Bruneck 1.3.2002: Verkehrsinfrastrukturen im Pustertal | Aktuelles/Termine |
Besser leben mit weniger Verkehr! |
Vortrag von Dir. Norbert Lantschner – Leiter des Landesamtes für Luft und Lärm
(Südtirol),
anlässlich der Aktionstage in Sterzing am 14. 9. 2001
Schon die Römer wussten, dass schlechte Luft krank macht. Die Luft war damals durch die Heizungsanlagen schlecht. Ein Philosoph hatte schon damals erkannt, dass man die Stadt verlassen müsse, wenn man sich erholen und gesund bleiben will. Die heutige Dimension ist natürlich eine völlig andere; wir haben eine ganz starke neue Quelle hinzu bekommen: den motorisierten Verkehr.

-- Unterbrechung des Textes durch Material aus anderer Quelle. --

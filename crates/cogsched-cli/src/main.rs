use clap::{Parser, Subcommand};

mod commands;
mod common;

#[derive(Parser)]
#[command(name = "cogsched", version, about = "Cognitive-aware task scheduler CLI")]
struct Cli {
    #[command(subcommand)]
    command: Commands,
}

#[derive(Subcommand)]
enum Commands {
    /// Schedule pre-parsed tasks from a JSON file
    Schedule {
        #[command(subcommand)]
        action: commands::schedule::ScheduleAction,
    },
    /// Parse a free-text message into tasks and schedule them
    Chat(commands::chat::ChatArgs),
    /// Profile management
    Profile {
        #[command(subcommand)]
        action: commands::profile::ProfileAction,
    },
    /// Configuration management
    Config {
        #[command(subcommand)]
        action: commands::config::ConfigAction,
    },
    /// Submit NASA-TLX feedback for a completed block
    Tlx(commands::tlx::TlxArgs),
    /// Export the latest plan as an ICS calendar
    Export,
    /// Liveness check
    Health,
}

fn main() {
    tracing_subscriber::fmt()
        .with_env_filter(
            tracing_subscriber::EnvFilter::try_from_default_env()
                .unwrap_or_else(|_| tracing_subscriber::EnvFilter::new("warn")),
        )
        .with_writer(std::io::stderr)
        .init();

    let cli = Cli::parse();
    let result = match cli.command {
        Commands::Schedule { action } => commands::schedule::run(action),
        Commands::Chat(args) => commands::chat::run(args),
        Commands::Profile { action } => commands::profile::run(action),
        Commands::Config { action } => commands::config::run(action),
        Commands::Tlx(args) => commands::tlx::run(args),
        Commands::Export => commands::export::run(),
        Commands::Health => commands::health::run(),
    };

    if let Err(e) = result {
        eprintln!("error: {e}");
        std::process::exit(1);
    }
}
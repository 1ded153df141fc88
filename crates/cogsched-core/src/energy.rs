//! Energy model.
//!
//! `E(t) = clamp(0, 1, S x C(t) - stress_decay)` where `C` is a chronotype-
//! shaped circadian baseline in [0.4, 1.0] and `S` is a sleep-debt scale.
//! The model is a pure function of the profile and config snapshot; the
//! same inputs always produce the same curve.

use serde::{Deserialize, Serialize};

use crate::clock::{format_hhmm, TimeRange};
use crate::config::CogConfig;
use crate::profile::{Chronotype, Profile};

/// Sampling cadence for the exported energy/fatigue curves.
pub const CURVE_CADENCE_MIN: u32 = 15;

/// One sample of an exported curve.
#[derive(Debug, Clone, PartialEq, Serialize, Deserialize)]
pub struct CurvePoint {
    /// `HH:MM`
    pub time: String,
    pub value: f64,
}

/// Per-call energy model, captured from a profile snapshot.
#[derive(Debug, Clone)]
pub struct EnergyModel {
    chronotype: Chronotype,
    sleep_scale: f64,
    stress_decay: f64,
}

impl EnergyModel {
    pub fn new(profile: &Profile, cfg: &CogConfig) -> Self {
        let sleep_scale = (profile.sleep_hours / cfg.sleep_baseline).clamp(0.6, 1.1);
        let stress_decay = 0.03 * f64::from(profile.stress_level.saturating_sub(1));
        Self {
            chronotype: profile.chronotype,
            sleep_scale,
            stress_decay,
        }
    }

    /// Circadian baseline in [0.4, 1.0]: a Gaussian peak at the chronotype
    /// hour, an afternoon dip for morning types, and a 04:00 trough.
    fn circadian(&self, hour: f64) -> f64 {
        let gauss = |center: f64, width: f64| -> f64 {
            let d = hour - center;
            (-(d * d) / (2.0 * width * width)).exp()
        };
        let mut value = 0.55 + 0.45 * gauss(self.chronotype.peak_hour(), 3.2);
        if self.chronotype.has_afternoon_dip() {
            value -= 0.18 * gauss(14.5, 1.1);
        }
        value -= 0.25 * gauss(4.0, 2.2);
        value.clamp(0.4, 1.0)
    }

    /// Energy at a minute of the day, in [0, 1].
    pub fn energy_at(&self, minute: u32) -> f64 {
        let hour = f64::from(minute) / 60.0;
        (self.sleep_scale * self.circadian(hour) - self.stress_decay).clamp(0.0, 1.0)
    }

    /// Sample the energy curve across a window at the fixed cadence.
    pub fn sample(&self, window: &TimeRange) -> Vec<CurvePoint> {
        let mut points = Vec::new();
        let mut t = window.start_min;
        while t <= window.end_min {
            points.push(CurvePoint {
                time: format_hhmm(t),
                value: round3(self.energy_at(t)),
            });
            t += CURVE_CADENCE_MIN;
        }
        points
    }
}

pub(crate) fn round3(v: f64) -> f64 {
    (v * 1000.0).round() / 1000.0
}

Wir stehen seit Jahren vor einem nicht kleinen Dilemma, vor allem gegenüber der Wirtschaft und der Politik: Die Menschen liegen nicht links und rechts von der Straße, und auf der Zunge steht geschrieben: „Benzol oder PM10 - Tod". Wie vermittelt man schleichende, unsichtbare Belastungen und Gefährdungen, die aber dafür nicht weniger heimtückisch sind?
Die ganze Problematik wird immer wieder entschärft mit der Frage: Wo liegt der Beweis, dass diese Schadstoffe bestimmte Erkrankungen auslösen oder überhaupt Gesundheitsgefährdungen darstellen? Man muss also immer wieder ganz vorne beginnen und fragen: Welche Schadstoffe und welche Mengen werden freigesetzt? Wie und in welcher Konzentration zeigen sie sich an einem bestimmten Ort und was bewirken sie: kurzfristig, mittelfristig und langfristig?
Ein weiteres Dilemma sind die Statistiken. Jeder setzt sie ein, wie er sie gerade braucht. Hinzu kommt das Phänomen unser ausgeprägten Wissenschafts- und Statistiklastigkeit: Wir glauben den Zahlen mehr als den eigenen Augen, der eigenen Erfahrung. Was sehen wir tagtäglich auf der Brennerautobahn? Nun, für die PKW ist eigentlich nur mehr die sog. Überholspur frei . Die andere Fahrbahn besetzen die Schwertransporte. Dort reiht sich LKW an LKW. Jeder weiß, dass ein LKW einen ganz anderen, höheren Verbrauch an Kraftstoff als ein Pkw hat, das natürlich einen höheren Schadstoffausstoß zur Folge hat.
Die LKW- Lobby führt immer wieder an, dass man heute ja verbesserte Fahrzeuge habe. Das stimmt aber nur zum Bruchteil. Die Verbesserungen sind im Grunde lapidar.
Eine echte wesentliche Verbesserung ist erst mit 2005 zu erwarten. Dann darf kein LKW mehr ohne Abgasbehandlung verkauft werden. Für zusätzliche Verminderungen müssen wir leider noch länger warten, also erst wenn Euro 5 Vorschrift wird.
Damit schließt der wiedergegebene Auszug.